### Source information
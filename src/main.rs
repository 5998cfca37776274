// Ultralytics 🚀 AGPL-3.0 License - https://ultralytics.com/license

use clap::Parser;

use pose_pipeline::cli::analyze::run_analysis;
use pose_pipeline::cli::args::{Cli, Commands};

fn main() {
    let cli = Cli::parse();

    match cli.command {
        Commands::Analyze(args) => run_analysis(&args),
    }
}
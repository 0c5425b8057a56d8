//! # Observability Configuration
//!
//! Environment-specific settings for logging and metrics.

use std::env;

/// Accepted `LOG_FORMAT` values
pub const LOG_FORMATS: [&str; 2] = ["pretty", "json"];
/// Accepted `LOG_LEVEL` values
pub const LOG_LEVELS: [&str; 5] = ["trace", "debug", "info", "warn", "error"];

/// Observability configuration for different environments
#[derive(Debug, Clone, PartialEq)]
pub struct ObservabilityConfig {
    /// Environment name (development, staging, production)
    pub environment: String,
    /// Log level for the crate's own targets
    pub log_level: String,
    /// `pretty` or `json`; development always logs pretty
    pub log_format: String,
    /// Whether a Prometheus recorder is installed
    pub enable_metrics: bool,
}

impl Default for ObservabilityConfig {
    fn default() -> Self {
        Self {
            environment: "development".to_string(),
            log_level: "info".to_string(),
            log_format: "json".to_string(),
            enable_metrics: false,
        }
    }
}

impl ObservabilityConfig {
    /// Load configuration from environment variables
    pub fn from_env() -> Self {
        Self {
            environment: env::var("ENVIRONMENT").unwrap_or_else(|_| "development".to_string()),
            log_level: env::var("LOG_LEVEL")
                .map(|level| level.to_lowercase())
                .unwrap_or_else(|_| "info".to_string()),
            log_format: env::var("LOG_FORMAT")
                .map(|format| format.to_lowercase())
                .unwrap_or_else(|_| "json".to_string()),
            enable_metrics: env::var("ENABLE_METRICS")
                .unwrap_or_else(|_| "false".to_string())
                .parse()
                .unwrap_or(false),
        }
    }

    /// Check if running in production environment
    pub fn is_production(&self) -> bool {
        self.environment == "production"
    }

    /// Check if running in development environment
    pub fn is_development(&self) -> bool {
        self.environment == "development"
    }

    /// Pretty console output instead of JSON lines
    pub fn use_pretty_logs(&self) -> bool {
        self.is_development() || self.log_format == "pretty"
    }

    /// Validate configuration
    pub fn validate(&self) -> Result<(), String> {
        if self.environment.trim().is_empty() {
            return Err("Environment name cannot be empty".to_string());
        }

        if !LOG_LEVELS.contains(&self.log_level.as_str()) {
            return Err(format!("Invalid log level: {}", self.log_level));
        }

        if !LOG_FORMATS.contains(&self.log_format.as_str()) {
            return Err(format!("Invalid log format: {}", self.log_format));
        }

        Ok(())
    }
}

/// Environment-specific configuration presets
pub mod presets {
    use super::ObservabilityConfig;

    /// Development configuration with verbose pretty logs
    pub fn development() -> ObservabilityConfig {
        ObservabilityConfig {
            environment: "development".to_string(),
            log_level: "debug".to_string(),
            log_format: "pretty".to_string(),
            ..Default::default()
        }
    }

    /// Production configuration: JSON logs and metrics
    pub fn production() -> ObservabilityConfig {
        ObservabilityConfig {
            environment: "production".to_string(),
            log_level: "warn".to_string(),
            log_format: "json".to_string(),
            enable_metrics: true,
        }
    }
}
//! # Engine Integration Tests
//!
//! End-to-end behavior of the public entry points: query parsing, search,
//! filters, repositories and shopping-list aggregation working together.


use just_recipes::filters::{Diet, DietaryFilter, RecipeFilter};
use just_recipes::ingredient_parser::{IngredientParser, UnitVocabulary};
use just_recipes::recipe::{InMemoryRecipeRepository, RecipeKind, RecipeRepository};
use just_recipes::search::{terms_from, RecipeSearchScorer, SearchConfig, SearchLimit};
use just_recipes::shopping_list::ShoppingListAggregator;
use just_recipes::{
    aggregate, export_plain_text, normalize, parse_ingredient, parse_query, search,
    ShoppingListItem,
};
use std::io::Write;
use test_helpers::{
    json_repository, mixed_corpus, recipe, salad_and_chicken, seeded, SequenceSource,
};

fn item(name: &str, quantity: Option<f64>, unit: Option<&str>) -> ShoppingListItem {
    ShoppingListItem {
        name: name.to_string(),
        quantity,
        unit: unit.map(str::to_string),
        has_at_home: false,
    }
}

#[test]
fn test_end_to_end_search_and_shopping_list() {
    let corpus = salad_and_chicken();

    let results = search(&terms_from(&["tomate"]), &corpus, None, &mut seeded(1));
    let names: Vec<&str> = results.iter().map(|r| r.recipe.name.as_str()).collect();
    assert_eq!(names, vec!["Salade de tomates"]);

    let items = aggregate(&corpus);
    assert_eq!(
        items,
        vec![
            item("huile d'olive", None, None),
            item("pommes de terre", Some(2.0), Some("count")),
            item("poulet", Some(1.0), Some("count")),
            item("sel", None, None),
            item("tomates", Some(2.0), Some("count")),
        ]
    );

    assert_eq!(
        export_plain_text(&items),
        "huile d'olive\n2 pommes de terre\npoulet\nsel\n2 tomates"
    );
}

#[test]
fn test_normalize_properties() {
    for text in ["Épinards", "CRÈME fraîche", "  œufs  durs ", "pâte-à-choux"] {
        let once = normalize(text);
        assert_eq!(normalize(&once), once);
        assert_eq!(normalize(&text.to_uppercase()), once);
    }
    assert_eq!(normalize("Épinards"), normalize("epinards"));
}

#[test]
fn test_parse_ingredient_examples() {
    let flour = parse_ingredient("200 g farine");
    assert_eq!(
        (flour.name.as_str(), flour.quantity, flour.unit.as_deref()),
        ("farine", Some(200.0), Some("g"))
    );

    let salt = parse_ingredient("sel");
    assert_eq!(
        (salt.name.as_str(), salt.quantity, salt.unit.as_deref()),
        ("sel", None, None)
    );

    let eggs = parse_ingredient("4 œufs");
    assert_eq!(
        (eggs.name.as_str(), eggs.quantity, eggs.unit.as_deref()),
        ("œufs", Some(4.0), Some("count"))
    );
}

#[test]
fn test_compound_noun_is_not_a_plural() {
    let corpus = vec![recipe("1", "Purée", "1 kg pommes de terre;20 cl lait", "salé")];
    let mut rng = seeded(0);

    assert!(search(&terms_from(&["pomme"]), &corpus, None, &mut rng).is_empty());
    assert_eq!(search(&terms_from(&["pomme de terre"]), &corpus, None, &mut rng).len(), 1);
    assert_eq!(search(&terms_from(&["pommes"]), &corpus, None, &mut rng).len(), 1);
}

#[test]
fn test_recipe_with_all_terms_ranks_first() {
    let a = recipe("a", "Riz au poulet", "200 g riz;1 poulet;1 oignon", "salé");
    let b = recipe("b", "Riz pilaf", "200 g riz;1 oignon", "salé");

    let results = search(&terms_from(&["riz", "poulet"]), &[b, a.clone()], None, &mut seeded(0));
    assert_eq!(results[0].recipe, a);
}

#[test]
fn test_all_terms_bonus_dominates_partial_matches() {
    let corpus = vec![
        recipe("partial", "Aaa", "riz;poulet;oignon;curry;ail", "salé"),
        recipe("full", "Zzz", "riz;poulet;oignon;carotte", "salé"),
    ];
    let terms = terms_from(&["riz", "poulet", "oignon", "carotte"]);
    let results = search(&terms, &corpus, None, &mut seeded(0));

    assert_eq!(results[0].recipe.id, "full");
    assert_eq!(results[0].score, 4.0 + 2.0 + 5.0);
    assert_eq!(results[1].score, 3.0 + 1.5);
}

#[test]
fn test_parse_query_feeds_search() {
    let corpus = mixed_corpus();
    let terms = parse_query("Œufs et crème, lardons");
    let results = search(&terms, &corpus, None, &mut seeded(0));

    assert_eq!(results[0].recipe.id, "quiche");
    assert_eq!(results[0].matched_terms.len(), 3);
    assert!(results.iter().all(|r| !r.matched_terms.is_empty()));
}

#[test]
fn test_type_only_browse_with_fixed_sequence() {
    let corpus = mixed_corpus();
    let scorer = RecipeSearchScorer::default();
    let mut rng = SequenceSource::new(vec![]);

    let results = scorer.search(
        &[],
        &corpus,
        Some(RecipeKind::Sweet),
        SearchLimit::Capped(8),
        &mut rng,
    );
    let ids: Vec<&str> = results.iter().map(|r| r.recipe.id.as_str()).collect();
    assert_eq!(ids, vec!["tarte", "mousse", "crepes"]);
    assert!(results.iter().all(|r| r.score == 1.0));
}

#[test]
fn test_browse_sample_size_from_config() {
    let corpus = mixed_corpus();
    let config = SearchConfig {
        max_results: 8,
        browse_sample_size: 2,
    };
    let scorer = RecipeSearchScorer::new(config);

    let sweet = Some(RecipeKind::Sweet);

    let sample = scorer.search(&[], &corpus, sweet, SearchLimit::Capped(8), &mut seeded(4));
    assert_eq!(sample.len(), 2);
    let all = scorer.search(&[], &corpus, sweet, SearchLimit::Unbounded, &mut seeded(4));
    assert_eq!(all.len(), 3);
}

#[test]
fn test_dietary_filter_before_search() {
    let corpus = DietaryFilter::new(vec![Diet::Vegetarian]).filter(mixed_corpus());
    let results = search(&terms_from(&["crème"]), &corpus, None, &mut seeded(0));
    let ids: Vec<&str> = results.iter().map(|r| r.recipe.id.as_str()).collect();
    assert_eq!(ids, vec!["gratin"]);
}

#[test]
fn test_json_repository_feeds_engines() {
    let (_file, repository) = json_repository(&mixed_corpus());
    let corpus = repository.list_all().unwrap();
    assert_eq!(corpus.len(), 5);

    let sweet: Vec<_> = corpus
        .iter()
        .filter(|r| r.kind() == RecipeKind::Sweet)
        .collect();
    assert_eq!(sweet.len(), 3);

    let items = aggregate(&corpus[2..]);
    let eggs = items.iter().find(|i| i.name == "œufs").unwrap();
    assert_eq!(eggs.quantity, Some(10.0));
    assert_eq!(eggs.unit.as_deref(), Some("count"));

    let butter = items.iter().find(|i| i.name == "beurre").unwrap();
    assert_eq!(butter.quantity, Some(80.0));
    assert_eq!(butter.unit.as_deref(), Some("g"));

    // "1 pincée de sel" is a staple: no quantity
    let salt = items.iter().find(|i| i.name == "sel").unwrap();
    assert_eq!(salt.quantity, None);
}

#[test]
fn test_plurals_with_complements_through_repository() {
    let repository: Box<dyn RecipeRepository> = Box::new(InMemoryRecipeRepository::new(vec![
        recipe(
            "poelee",
            "Poêlée forestière",
            "250 g champignons de Paris;1 échalote",
            "salé",
        ),
        recipe(
            "farcies",
            "Tomates farcies",
            "4 tomates à farcir;300 g chair à saucisse",
            "salé",
        ),
        recipe("mimosa", "Œufs mimosa", "12 oeufs de caille;mayonnaise", "salé"),
        recipe("puree", "Purée", "1 kg pommes de terre;20 cl lait", "salé"),
    ]));
    let corpus = repository.list_all().unwrap();
    let mut rng = seeded(0);

    let mushrooms = search(&terms_from(&["champignon"]), &corpus, None, &mut rng);
    assert_eq!(mushrooms.len(), 1);
    assert_eq!(mushrooms[0].recipe.id, "poelee");

    let tomatoes = search(&terms_from(&["tomate"]), &corpus, None, &mut rng);
    assert_eq!(tomatoes.len(), 1);
    assert_eq!(tomatoes[0].recipe.id, "farcies");

    assert!(search(&terms_from(&["pomme"]), &corpus, None, &mut rng).is_empty());

    let vegan = DietaryFilter::new(vec![Diet::Vegan]).filter(corpus);
    let ids: Vec<&str> = vegan.iter().map(|r| r.id.as_str()).collect();
    assert_eq!(ids, vec!["poelee"]);
}

#[test]
fn test_custom_vocabulary_parser() {
    let mut file = tempfile::NamedTempFile::new().unwrap();
    write!(
        file,
        r#"{{ "units": [
            {{ "canonical": "g", "aliases": ["g", "grammes"] }},
            {{ "canonical": "handful", "aliases": ["poignée", "poignées"] }}
        ] }}"#
    )
    .unwrap();

    let vocabulary = UnitVocabulary::from_json_file(file.path()).unwrap();
    let parser = IngredientParser::with_vocabulary(vocabulary).unwrap();

    let spinach = parser.parse("2 poignées d'épinards");
    assert_eq!(spinach.name, "épinards");
    assert_eq!(spinach.quantity, Some(2.0));
    assert_eq!(spinach.unit.as_deref(), Some("handful"));

    let recipes = vec![
        recipe("1", "Salade", "1 poignée d'épinards", "salé"),
        recipe("2", "Soupe", "2 poignées d'épinards", "salé"),
    ];
    let items = ShoppingListAggregator::with_parser(&parser).aggregate(&recipes);
    assert_eq!(items, vec![item("épinards", Some(3.0), Some("handful"))]);

    let scorer = RecipeSearchScorer::with_parser(&parser, SearchConfig::default());
    assert!(scorer.recipe_mentions(&recipes[0], "épinard"));
}

#[test]
fn test_empty_inputs_never_panic() {
    let mut rng = seeded(0);
    assert!(search(&[], &[], None, &mut rng).is_empty());
    assert!(search(&terms_from(&["riz"]), &[], Some(RecipeKind::Savory), &mut rng).is_empty());
    assert!(aggregate(&[]).is_empty());
    assert_eq!(export_plain_text(&[]), "");
    assert!(parse_query("").is_empty());
}
//! Injectable randomness for the browse and "featured" selections.
//!
//! The engines never reach for an ambient RNG; callers pass a [`RandomSource`]
//! so tests can supply a seed or a fixed sequence.

use rand::rngs::{StdRng, ThreadRng};
use rand::{Rng, SeedableRng};

/// Source of uniform random indices
pub trait RandomSource {
    /// Uniform index in `0..upper`. Callers never pass `upper == 0`.
    fn next_index(&mut self, upper: usize) -> usize;
}

/// [`RandomSource`] backed by any `rand` generator
#[derive(Debug, Clone)]
pub struct RngSource<R>(R);

impl<R: Rng> RngSource<R> {
    pub fn from_rng(rng: R) -> Self {
        Self(rng)
    }
}

impl RngSource<ThreadRng> {
    /// Thread-local generator, for production use
    pub fn thread() -> Self {
        Self(rand::rng())
    }
}

impl RngSource<StdRng> {
    /// Deterministic generator
    pub fn seeded(seed: u64) -> Self {
        Self(StdRng::seed_from_u64(seed))
    }
}

impl<R: Rng> RandomSource for RngSource<R> {
    fn next_index(&mut self, upper: usize) -> usize {
        self.0.random_range(0..upper)
    }
}

/// Uniform in-place Fisher-Yates shuffle
pub fn shuffle<T>(items: &mut [T], rng: &mut dyn RandomSource) {
    for i in (1..items.len()).rev() {
        let j = rng.next_index(i + 1);
        items.swap(i, j);
    }
}

/// Uniform sample of up to `count` items, in random order
pub fn sample<T: Clone>(items: &[T], count: usize, rng: &mut dyn RandomSource) -> Vec<T> {
    let mut pool = items.to_vec();
    shuffle(&mut pool, rng);
    pool.truncate(count);
    pool
}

### What is required
Using the listing above, show every line that includes the string "Capped".

### Answer to this task
        SearchLimit::Capped(8),
    let sample = scorer.search(&[], &corpus, sweet, SearchLimit::Capped(8), &mut seeded(4));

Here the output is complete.